First, he emptied the tank into the toter.

“Hey, I think I’m going to open this window, Eric.  The weather is so nice,” I said.

“Uh, probably not a good idea.  I kinda spilled a little when I loaded the toter,” he said, as he re-entered the Quacker trailer after finishing said task.

I took a good sniff of him.  The man spoke the truth.

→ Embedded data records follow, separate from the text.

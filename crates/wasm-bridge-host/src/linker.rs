//! Host function registration for the guest linker.
//!
//! The guest reaches the bridge through four imports in the `"bridge"`
//! module:
//!
//! - `export_value(name_ptr, name_len, json_ptr, json_len)`: publish a
//!   plain value, JSON-encoded in guest memory
//! - `export_func(name_ptr, name_len)`: publish a callable backed by the
//!   guest export of the same name (see [`crate::runtime`] for the call ABI)
//! - `ready()`: signal that every export has been registered
//! - `log(level, ptr, len)`: emit a log line through the host sink
//!
//! All guest memory reads are bounds-checked; a bad pointer is logged and
//! the registration is skipped, never trapped.

use std::sync::Arc;

use tracing::warn;
use wasmtime::{Caller, Extern, Linker};

use wasm_bridge_common::BridgeError;
use wasm_bridge_core::{CallRecord, ExportFn};

use crate::logging::{emit_guest_log, level_from_i32};
use crate::store::{CallRequest, GuestContext};

/// Register all bridge host functions on a linker.
///
/// # Errors
///
/// Returns an error if function registration fails.
pub fn register_all(linker: &mut Linker<GuestContext>) -> Result<(), BridgeError> {
    register_exports(linker)?;
    register_ready(linker)?;
    register_logging(linker)?;
    Ok(())
}

/// Register `bridge::export_value` and `bridge::export_func`.
pub fn register_exports(linker: &mut Linker<GuestContext>) -> Result<(), BridgeError> {
    linker
        .func_wrap(
            "bridge",
            "export_value",
            |mut caller: Caller<'_, GuestContext>,
             name_ptr: i32,
             name_len: i32,
             json_ptr: i32,
             json_len: i32| {
                let Some(name) = read_guest_string(&mut caller, name_ptr, name_len) else {
                    return;
                };
                let Some(payload) = read_guest_bytes(&mut caller, json_ptr, json_len) else {
                    return;
                };
                match serde_json::from_slice(&payload) {
                    Ok(value) => caller.data().registry.register_value(&name, value),
                    Err(e) => warn!(
                        export = %name,
                        error = %e,
                        "Guest registered a value that is not valid JSON; skipping"
                    ),
                }
            },
        )
        .map_err(|e| {
            BridgeError::invalid_config(format!("Failed to register export_value: {e}"))
        })?;

    linker
        .func_wrap(
            "bridge",
            "export_func",
            |mut caller: Caller<'_, GuestContext>, name_ptr: i32, name_len: i32| {
                let Some(name) = read_guest_string(&mut caller, name_ptr, name_len) else {
                    return;
                };
                let ctx = caller.data();
                let tx = ctx.call_tx.clone();
                let dispatch_name = name.clone();
                // Calls are funneled through the dispatcher channel into
                // the execution unit, which owns the store; the reply comes
                // back pre-normalized.
                let callable: ExportFn = Arc::new(move |args| {
                    let tx = tx.clone();
                    let name = dispatch_name.clone();
                    Box::pin(async move {
                        let (reply_tx, reply_rx) = tokio::sync::oneshot::channel();
                        let request = CallRequest {
                            name,
                            args,
                            reply: reply_tx,
                        };
                        if tx.send(request).await.is_err() {
                            return CallRecord::failure(
                                "embedded module dispatcher has shut down",
                            );
                        }
                        reply_rx.await.unwrap_or_else(|_| {
                            CallRecord::failure("embedded module dropped the call")
                        })
                    })
                });
                ctx.registry.register_callable(&name, callable);
            },
        )
        .map_err(|e| {
            BridgeError::invalid_config(format!("Failed to register export_func: {e}"))
        })?;

    Ok(())
}

/// Register `bridge::ready`.
pub fn register_ready(linker: &mut Linker<GuestContext>) -> Result<(), BridgeError> {
    linker
        .func_wrap("bridge", "ready", |caller: Caller<'_, GuestContext>| {
            caller.data().registry.set_ready();
        })
        .map_err(|e| BridgeError::invalid_config(format!("Failed to register ready: {e}")))?;

    Ok(())
}

/// Register `bridge::log`.
pub fn register_logging(linker: &mut Linker<GuestContext>) -> Result<(), BridgeError> {
    linker
        .func_wrap(
            "bridge",
            "log",
            |mut caller: Caller<'_, GuestContext>, level: i32, ptr: i32, len: i32| {
                let Some(message) = read_guest_string(&mut caller, ptr, len) else {
                    return;
                };
                emit_guest_log(level_from_i32(level), &message);
            },
        )
        .map_err(|e| BridgeError::invalid_config(format!("Failed to register log: {e}")))?;

    Ok(())
}

/// Read a bounds-checked byte range out of the guest's exported memory.
#[allow(clippy::cast_sign_loss)]
fn read_guest_bytes(
    caller: &mut Caller<'_, GuestContext>,
    ptr: i32,
    len: i32,
) -> Option<Vec<u8>> {
    if ptr < 0 || len < 0 {
        warn!(ptr, len, "Invalid pointer or length (negative value)");
        return None;
    }

    let Some(memory) = caller.get_export("memory").and_then(Extern::into_memory) else {
        warn!("Memory export not found in guest module");
        return None;
    };

    let data = memory.data(&*caller);
    let start = ptr as usize;
    let Some(end) = start.checked_add(len as usize) else {
        warn!(ptr, len, "Pointer + length overflow");
        return None;
    };

    if end > data.len() {
        warn!(
            start,
            end,
            memory_size = data.len(),
            "Memory access out of bounds"
        );
        return None;
    }

    Some(data[start..end].to_vec())
}

/// Read a UTF-8 string out of the guest's exported memory.
fn read_guest_string(
    caller: &mut Caller<'_, GuestContext>,
    ptr: i32,
    len: i32,
) -> Option<String> {
    let bytes = read_guest_bytes(caller, ptr, len)?;
    match String::from_utf8(bytes) {
        Ok(text) => Some(text),
        Err(_) => {
            warn!(ptr, len, "Guest string is not valid UTF-8");
            None
        }
    }
}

I left the window closed.

So off we drove to Nail Creek State Park at Lake Somerville, where our year round park pass grants us the privilege of utilizing their poo dumping station.  When we got there, Bubba-mon crawled into the back of the Suburban to connect the toter to the dump station.  For those wondering why Bubba-mon was doing all the heavy lifting when he had a concussion, hello, poo is HIS job (see The Redneck Adventures of Bubba-Mon and the Quacker) and only hospital admittance would relieve him of that responsibility.

ANYway, things went well for about, oh, I don’t know, maybe 3 milliseconds?  Then they went something like this:

“F** S*** C*** F*** F*** F*** F*** F***!”  (That was Bubba-mon)

“What’s wrong?” (From me)

“F** S*** C*** F*** F*** F*** F*** F***!” (Bubba-mon again)

“Honey, do you smell a skunk?” (Me again, sniffing, gagging slightly)

“F** S*** C*** F*** F*** F*** F*** F***!”  (Bubba-mon)

“Do you need my help?” (Me, whispering)

“F** S*** C*** F*** F*** F*** F*** F***!” (Yep, Bubba-mon)

“Well, I can’t help you if you don’t tell me what’s wrong.”  (Me, super helpful and obviously the superior communicator)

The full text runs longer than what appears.